EspañolBy Raymundo Cox
After a 20-hour session, the Senate on Wednesday finally finished with Chile’s binomial electoral system. The governing coalition New Majority was true to its name, overriding the concerns of those parliamentarians who spoke up. The likely approval by the Chamber of Deputies will be the nail in the coffin of a system whose days have long been numbered since its creation in 1989 in the final years of the Pinochet dictatorship.
This wasn’t a reform like President Michelle Bachelet’s recent changes to education or tax, which have an ostensible practical or ideological motivation. The passage of this law, by contrast, is due only to the political interests of a group which has the majority of seats.
One recurring argument in favor of the electoral reform was that “the binomial system was made to favor a particular political group.” But the cure which is currently being cooked up has the very same objective: to benefit those politicians who are currently in power.
It would seem that the biggest problem with the binomial system is its origin. The political class seems unable to live with certain things which have been useful for the country if they were created in a certain period of history. Many now believe that everything created by the dictatorship was bad. Ideology leaves many blind, preventing them from seeing that there are things that can be salvaged from the past which have been essential to Chilean development, the binomial system among them.
The binomial system has forced our political leaders to make cross-party agreements that have benefited everyone.
This electoral system has been in force since 1989, and has proven itself to be a great tool for democracy. It fosters political stability and largely promotes the wide representation of the entire political spectrum, and not just the few.

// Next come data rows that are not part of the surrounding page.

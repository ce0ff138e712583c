use std::path::PathBuf;
use std::time::Duration;

use clap::Parser;
use log::{error, info, warn};
use tixel_capture::configuration::config::Config;
use tixel_capture::configuration::types::CaptureMode;
use tixel_capture::data_capture::ring_reader::RingReader;
use tixel_capture::data_capture::types::CaptureReport;
use tixel_capture::error_handling::types::AcquisitionError;
use tixel_capture::session_management::{CaptureSession, StopHandle};
use tixel_capture::storage::file_storage::CaptureStorage;
use tixel_capture::transfer::simulated::{
    simulated_device, SimulatedControl, SimulatedDeviceConfig, SimulatedTransport,
};

#[derive(Parser)]
#[command(name = "tixel-capture")]
#[command(version = "0.1.0")]
#[command(about = "Gap-free multi-channel capture from a MEMS acquisition box")]
struct Args {
    /// TOML configuration file
    #[arg(env = "TIXEL_CAPTURE_CONFIG")]
    config_file: Option<PathBuf>,
    /// Capture duration in seconds
    #[arg(short, long)]
    duration: Option<f64>,
    /// Capture file (file mode)
    #[arg(short, long)]
    output: Option<PathBuf>,
    #[arg(short, long, value_enum)]
    mode: Option<CaptureMode>,
    /// Transfers kept in flight
    #[arg(long)]
    slots: Option<usize>,
    /// Bytes per transfer, a multiple of 512
    #[arg(long)]
    packet_size: Option<usize>,
    #[arg(long)]
    clock_divisor: Option<u8>,
    /// Simulated device rate in bytes/s, the real capture rate by default
    #[arg(long)]
    rate: Option<f64>,
    /// Live read window in seconds
    #[arg(long, default_value_t = 0.1)]
    live_window: f64,
}

impl Args {
    fn apply(&self, config: &mut Config) {
        if let Some(d) = self.duration {
            config.duration_secs = d;
        }
        if let Some(o) = &self.output {
            config.output_path = o.clone();
        }
        if let Some(m) = self.mode {
            config.mode = m;
        }
        if let Some(s) = self.slots {
            config.slot_count = s;
        }
        if let Some(p) = self.packet_size {
            config.packet_size = Some(p);
        }
        if let Some(c) = self.clock_divisor {
            config.clock_divisor = c;
        }
    }
}

#[tokio::main]
async fn main() {
    env_logger::Builder::from_default_env()
        .filter_level(log::LevelFilter::Info)
        .format_target(false)
        .init();

    let args = Args::parse();

    info!("Importing configuration");
    let mut config = match &args.config_file {
        Some(path) => Config::from_file(path).unwrap_or_else(|e| {
            error!("Unable to import configuration from {}: {}", path.display(), e);
            std::process::exit(1);
        }),
        None => Config::default(),
    };
    args.apply(&mut config);

    let plan = match config.validate().and_then(|_| config.plan()) {
        Ok(plan) => plan,
        Err(e) => {
            error!("Invalid configuration: {}", e);
            std::process::exit(1);
        }
    };
    info!("Configuration imported successfully");

    warn!("No USB backend available, capturing from the simulated device");
    let device_config = match args.rate {
        Some(rate) => SimulatedDeviceConfig {
            bytes_per_second: Some(rate),
            ..SimulatedDeviceConfig::default()
        },
        None => SimulatedDeviceConfig::real_time(&plan),
    };
    let (transport, control) = simulated_device(device_config);

    let result = match config.mode {
        CaptureMode::File => capture_to_file(&config, transport, control).await,
        CaptureMode::Live => capture_live(&config, transport, control, args.live_window).await,
    };

    match result {
        Ok(report) if report.is_complete() => info!("Capture {} complete", report.session_id),
        Ok(report) => warn!(
            "Capture {} ended {:?}: {} packet(s) missing",
            report.session_id,
            report.outcome,
            report.missing_packets()
        ),
        Err(e) => {
            error!("Capture failed: {}, exiting...", e);
            std::process::exit(1);
        }
    }
}

fn stop_on_interrupt(stop: StopHandle) {
    tokio::spawn(async move {
        if tokio::signal::ctrl_c().await.is_ok() {
            info!("Interrupt received, stopping capture");
            stop.request_stop();
        }
    });
}

async fn capture_to_file(
    config: &Config,
    transport: SimulatedTransport,
    control: SimulatedControl,
) -> Result<CaptureReport, AcquisitionError> {
    let mut session = CaptureSession::file(config, transport, control)?;
    stop_on_interrupt(session.stop_handle());
    let report = session.run().await?;
    CaptureStorage::new(&config.output_path).save_report(&report)?;
    Ok(report)
}

async fn capture_live(
    config: &Config,
    transport: SimulatedTransport,
    control: SimulatedControl,
    window: f64,
) -> Result<CaptureReport, AcquisitionError> {
    let (mut session, reader) = CaptureSession::live(config, transport, control)?;
    stop_on_interrupt(session.stop_handle());
    let viewer = tokio::spawn(watch(reader, window));
    let report = session.run().await?;
    match viewer.await {
        Ok(samples) => info!("Live view consumed {} samples", samples),
        Err(e) => error!("Live view task failed: {:?}", e),
    }
    Ok(report)
}

// Polls the live buffer and logs the level of every channel-0 window.
async fn watch(mut reader: RingReader, window: f64) -> usize {
    let poll = Duration::from_secs_f64((window / 4.0).max(0.001));
    let mut consumed = 0;
    loop {
        match reader.get_data(window) {
            Some(block) if !block.is_empty() => {
                consumed += block.samples();
                let peak = block
                    .channel(0)
                    .and_then(|c| c.iter().map(|v| v.unsigned_abs()).max())
                    .unwrap_or(0);
                info!("{} samples, channel 0 peak {}", block.samples(), peak);
            }
            Some(_) => tokio::time::sleep(poll).await,
            None if reader.is_done() => {
                if let Some(rest) = reader.get_samples(reader.available_samples()) {
                    consumed += rest.samples();
                }
                return consumed;
            }
            None => tokio::time::sleep(poll).await,
        }
    }
}
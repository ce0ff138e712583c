use crate::error_handling::types::PersistenceError;

/// Consumer of completed packets.
///
/// `write` is called exactly once per completed packet, in strictly increasing
/// `packet_index` order, from the completion path. Implementations must not block
/// for longer than a transfer timeout or the pipeline stalls.
pub trait Sink: Send {
    fn write(
        &mut self,
        packet: &[u8],
        packet_index: u64,
        total_packets: u64,
    ) -> Result<(), PersistenceError>;

    /// Called once after the last packet.
    fn finish(&mut self) -> Result<(), PersistenceError> {
        Ok(())
    }

    /// Stable name used in logs.
    fn kind(&self) -> &'static str;
}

The binomial mechanism has moderated political coalitions and helped forge consensus. It’s helped set Chile on the road to prosperity; the past 25 years have been no mere accident. In sum, the binomial system has forced our political leaders to make cross-party agreements that have benefited everyone. And now, motivated by ideology, they want to scrap the system.
The other element of the current electoral reform is the redistribution and increase in the number of parliamentarians, measures which have not been conceived with the best interests of the country in mind. The logic of reaching agreements between parliamentarians has been cast to one side in the quest for heedless change.
The new system of redistribution comes with the aim of securing a new group of parliamentarians. Do we really want more individuals legislating over our lives? The increase comes with the justification of securing “equality of the vote” (or the closest that can be achieved), but the way they want to carry this out lacks a fundamental, clear logic. The only thing that’s clear is that the way this reform will be executed will respond to political interests before those of Chile and the electorate.
It’s not only political fairness at stake, but also the process of regional development and decentralization that Chile so sorely needs. A redistribution of seats of the kind envisaged will see greater weight given to larger cities, while smaller towns are stripped of their representatives. This is, in the understated words of Senator Ena von Baer, “a shame.”
The debates around this reform could end up jeopardizing the country’s future. Unless the government corrects the inconsistencies and begins working for the country and not for its politicians, the future of Chile’s representative institutions looks bleak. Maybe this will prove the beginning of Chilean neopopulism. We are, perhaps, witnessing the return to the past, and reliving its failed experiments.
Raymundo Cox is an Analyst with Círculo Acton Chile.